Rhea Dempsey
Birthing Wisdom

Oxytocin Under Threat

Previously Published in THE NATURAL PARENT MAGAZINE – May, 2016

Hormones, hormones everywhere—we are learning more and more about the hormones that initiate and support so many of our body functions, behaviours, feelings, social connections and health. Hormones are the living heritage of evolutionary mechanisms, part of our mammalian heritage that provides the evolutionary bedrock of our human nature.

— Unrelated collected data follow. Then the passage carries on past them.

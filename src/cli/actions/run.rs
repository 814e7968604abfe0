use crate::cli::actions::{verify, Action};
use anyhow::Result;

/// Single dispatch point for all CLI actions.
/// # Errors
/// Returns an error if the action fails.
pub async fn execute(action: Action) -> Result<()> {
    match action {
        Action::Verify(args) => verify::execute(args).await,
    }
}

Oxytocin is a big deal in this hormonal firmament, a big deal in the expression of human nature. Oxytocin is known as the hormone of love; the hormone of calm, love and healing, of calm and connection, of tend and befriend; the empathy molecule; the moral molecule and the molecule of liquid peace. Oxytocin initiates and mediates many positive feeling states and effects in humans— increased social interaction, increased nurturing and bonding behaviours, lowered blood pressure, lowered pulse rate, raised pain threshold, decreased stress response, decreased depression—oxytocin the wonder molecule.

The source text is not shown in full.